A post office was first established here in June 1824 with the name of Point Labadie, named for its location on a high point and its nearness to Labadie Creek. In January 1838, the name was changed to Port William, for William T. North, the postmaster. In 1845, Daniel Gray of New York built a hotel here, and a railroad siding was built in 1853.
When a town was platted in 1858, on land donated by E.P. Gray and other area settlers, the post office name was changed to Gray’s Summit. The name honored Daniel Gray, and the term “summit” was added because of its location on the highest place on the Missouri Pacific Railroad between St. Louis and Jefferson City. During the Civil War, the town was the site of a camp called Camp Franklin that was sometimes referred to as Gray’s Camp.
In 1892, the name was shortened to Gray Summit, and the same year, the Missouri Pacific Railroad was acquired by the Union Pacific Railroad Company.
In 1929, a railroad tunnel was dug when the railroad added a second parallel track on their busy St. Louis to Kansas City mainline. This project eliminated the original route that crested the watershed boundary between the Meramec and Missouri Rivers.
Through the years, Gray Summit continued to grow, especially when Route 66 barreled through. In 1926, both the newly created US Highway 66 and Highway 50 were both aligned through the community. In the early 1950s, Route 66 was too congested, and it was realigned to the south, bypassing the main portion of the town.

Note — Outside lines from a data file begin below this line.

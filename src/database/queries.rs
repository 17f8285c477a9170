/// 경매 저장
pub const INSERT_AUCTION: &str = r#"
    INSERT INTO auctions (id, product_name, category, description, condition, status, created_at, end_time)
    VALUES ($1, $2, $3, $4, $5, $6, $7, $8)
"#;

/// 경매 조회
pub const GET_AUCTION: &str = "SELECT id, product_name, category, description, condition, status, created_at, end_time FROM auctions WHERE id = $1";

/// 조건별 경매 조회 (category 일치, product_name 부분 일치)
pub const FIND_AUCTIONS: &str = r#"
    SELECT id, product_name, category, description, condition, status, created_at, end_time
    FROM auctions
    WHERE status = $1
      AND ($2::TEXT IS NULL OR category = $2)
      AND ($3::TEXT IS NULL OR product_name ILIKE '%' || $3 || '%')
    ORDER BY created_at DESC
"#;

/// 만료된 진행 중 경매 조회
pub const FIND_EXPIRED_AUCTIONS: &str = r#"
    SELECT id, product_name, category, description, condition, status, created_at, end_time
    FROM auctions
    WHERE status = $1 AND end_time <= $2
"#;

/// 경매 종료 (ACTIVE 인 경우에만)
pub const COMPLETE_AUCTION: &str = "UPDATE auctions SET status = $1 WHERE id = $2 AND status = $3";

/// 경매 존재 여부
pub const AUCTION_EXISTS: &str = "SELECT EXISTS(SELECT 1 FROM auctions WHERE id = $1)";

/// 사용자 조회
pub const GET_USER: &str = "SELECT id, name FROM users WHERE id = $1";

One of the best stops in Gray Summit today is Parina Farms that allows visitors to pet and feed farm animals and provides demonstrations on sheep-shearing, cow milking, and caring for household pets. Another is the Shaw Nature Reserve which spans 2,400 acres of natural Ozark lands and 1.5 miles of Meramec River frontage. It dates back to 1925 and was named after Henry Shaw, the founder of the Missouri Botanical Gardens.
At 3218 W/ Osage Street. On the south side of the road are the remains of the old Trail’s End Motel. The long narrow building is in ruins today, and its front yard is filled with junk cars. However, a large sign still calls attention to the site, spelling out “MOTEL.”
Route 66 continues just a few more miles to the southwest before entering Village Ridge. Along the way, visitors will pass by a large sign that once advertised both the Gardenway Motel and the Diamonds Restaurant. In 2013, the Diamonds part of the sign was removed, but the rest still stands in a commuter parking lot today.
A bit further down the road is the once-popular Gardenway Motel, named for the Henry Shaw Garden Way Road when this old pathway once sported numerous native trees, shrubs, and plants. The first units of the Gardenway Motel were established in 1945 by Louis Eckelkamp, a short distance from his family’s home. Over the years, the motel grew to 41 rooms, all with tile baths. After Route 66 was abandoned to I-44, Eckelkamp added the long GARDENWAY sign on the roof to notify travelers on the interstate of his location. Unfortunately, the Gardenway closed in 2014 and now sits abandoned.